The central theme of this book is that connection, empathy and the yearning for meaningful relationships form the core of our psychological and spiritual experiences. Each chapter looks at a different foremother and at a different issue with which she must grapple in order to gain the wisdom to move into deeper relationship with herself, those she loves and God. Their struggles are tied to those of the women and men Mirkin has met in her twenty-year clinical practice, and looks at what we can learn from their experiences. Our foremothers’ stories offer profound lessons in living. Their legacies can guide us as we face similar challenges, and find similar hope and blessings on our paths to more intimate connection. The women included in her studies are Eve, Sarah and Hagar, Rebecca, Leah and Rachel, Miriam, Hannah, Ruth and Naomi.

---

JBooks.com  Rebecca Phillips

Imagine that Eve, Sarah, Rebecca, Rachel and Leah, Ruth and Naomi, and our other celebrated biblical women all sat down for a group therapy session. Perhaps they're all participating in Overlooked Women Anonymous, a group besot by a patriarchal culture and a sense that their stories haven't been fully told. The facilitator of this group would be Marsha Mirkin, Ph.D., a psychotherapist who, in her new slim volume, Women Who Danced by the Sea, turns to these biblical women to help her better understand the struggles of her modern-day, non-biblical patients, and vice versa.

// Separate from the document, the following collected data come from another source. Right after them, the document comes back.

use std::sync::Arc;

use reqwest::StatusCode;
use thiserror::Error;

use crate::config::ConfigError;

#[derive(Error, Debug)]
pub enum ApiError {
    #[error("Unauthorized - session expired or token invalid")]
    Unauthorized,

    #[error("CSRF token rejected: {0}")]
    CsrfRejected(String),

    #[error("Rate limited (status {status}) - please wait before retrying")]
    Throttled {
        status: u16,
        retry_after: Option<u64>,
        detail: String,
    },

    #[error("Request failed with status {status}: {detail}")]
    Status { status: u16, detail: String },

    #[error("Network error: {0}")]
    Network(#[from] reqwest::Error),

    #[error("JSON error: {0}")]
    Json(#[from] serde_json::Error),

    #[error("Invalid response: {0}")]
    InvalidResponse(String),

    #[error("CSRF token unavailable: {0}")]
    CsrfUnavailable(#[source] Arc<ApiError>),

    #[error("Configuration error: {0}")]
    Config(#[from] ConfigError),
}

/// Maximum length for error response bodies in error messages
const MAX_ERROR_BODY_LENGTH: usize = 500;

impl ApiError {
    /// Truncate a response body to avoid logging excessive data
    fn truncate_body(body: &str) -> String {
        if body.len() <= MAX_ERROR_BODY_LENGTH {
            return body.to_string();
        }
        let mut end = MAX_ERROR_BODY_LENGTH;
        while !body.is_char_boundary(end) {
            end -= 1;
        }
        format!("{}... (truncated, {} total bytes)", &body[..end], body.len())
    }

    /// Human-readable detail for a failed response.
    ///
    /// Django REST framework reports errors as `{"detail": "..."}`; anything
    /// else is returned as (truncated) text.
    pub fn detail_from_body(body: &[u8]) -> String {
        if let Ok(value) = serde_json::from_slice::<serde_json::Value>(body) {
            if let Some(detail) = value.get("detail").and_then(|d| d.as_str()) {
                return Self::truncate_body(detail);
            }
        }
        Self::truncate_body(&String::from_utf8_lossy(body))
    }

    pub fn from_response(status: StatusCode, retry_after: Option<u64>, body: &[u8]) -> Self {
        let detail = Self::detail_from_body(body);
        match status.as_u16() {
            401 => ApiError::Unauthorized,
            403 if super::policy::mentions_csrf(&detail) => ApiError::CsrfRejected(detail),
            423 | 429 | 503 => ApiError::Throttled {
                status: status.as_u16(),
                retry_after,
                detail,
            },
            _ => ApiError::Status {
                status: status.as_u16(),
                detail,
            },
        }
    }

    /// HTTP status behind this error, when there was a response.
    pub fn status(&self) -> Option<u16> {
        match self {
            ApiError::Unauthorized => Some(401),
            ApiError::CsrfRejected(_) => Some(403),
            ApiError::Throttled { status, .. } | ApiError::Status { status, .. } => Some(*status),
            ApiError::Network(e) => e.status().map(|s| s.as_u16()),
            _ => None,
        }
    }

    pub fn is_timeout(&self) -> bool {
        matches!(self, ApiError::Network(e) if e.is_timeout())
    }
}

As our foremothers sat in a circle, sharing their stories, they're likely to uncover more than just the surface stories familiar from Hebrew school. Eve, it turns out, is not just an apple-munching woman who'll do anything a snake—or her husband—tells her to; instead, she's a brave go-getter, faced with options, who takes a chance on a more fulfilling life. Rebecca, we learn, is not merely a conniving mother playing favorites when she convinces her son Jacob to steal his brother Esau's birthright. Instead she's a mother with a keen understanding of the nature of familial relationships, and a willingness to sacrifice her own happiness to set history in motion. The results of this monster therapy session are all detailed in Mirkin's book, which is a worthwhile but flawed contribution to contemporary women's midrash.

Mirkin, a resident scholar at Brandeis University Women's Studies Research Center, based the book on classes she has taught about psychology and the Bible. She divides her book into eight chapters, each one about a particular woman or group of women from the Bible. Interspersed throughout her retellings of the familiar stories are tales accumulated from Mirkin's 20 years of private practice in psychotherapy. She relates Rebecca's struggle over Jacob's birthright to the fights between a couple she once counseled about their own son's future. In the sibling rivalry between Leah and Rachel she finds lessons for the contemporary struggle of her patient Flora, who was jealous of her sister's achievements.

Mirkin's finest chapter is about Hannah, in which she simultaneously tells the story of her patient Liz. They are two women desperate to have children. Mirkin broadens Hannah's pain, explaining it is not just about wanting a baby: "Whenever we want something with all our heart and soul so that it becomes the singular purpose of our lives, it is so painfully difficult to share a physical or emotional space with the person who has achieved the object of our desire." Mirkin exhibits a unique psychological empathy for both her patients and our foremothers, an understanding we don't often find in interpretations of biblical characters' motivations. Readers understand Hannah's grieving over being childless, her feelings of being misunderstood and alone, thanks to Mirkin's obvious sympathy and concern.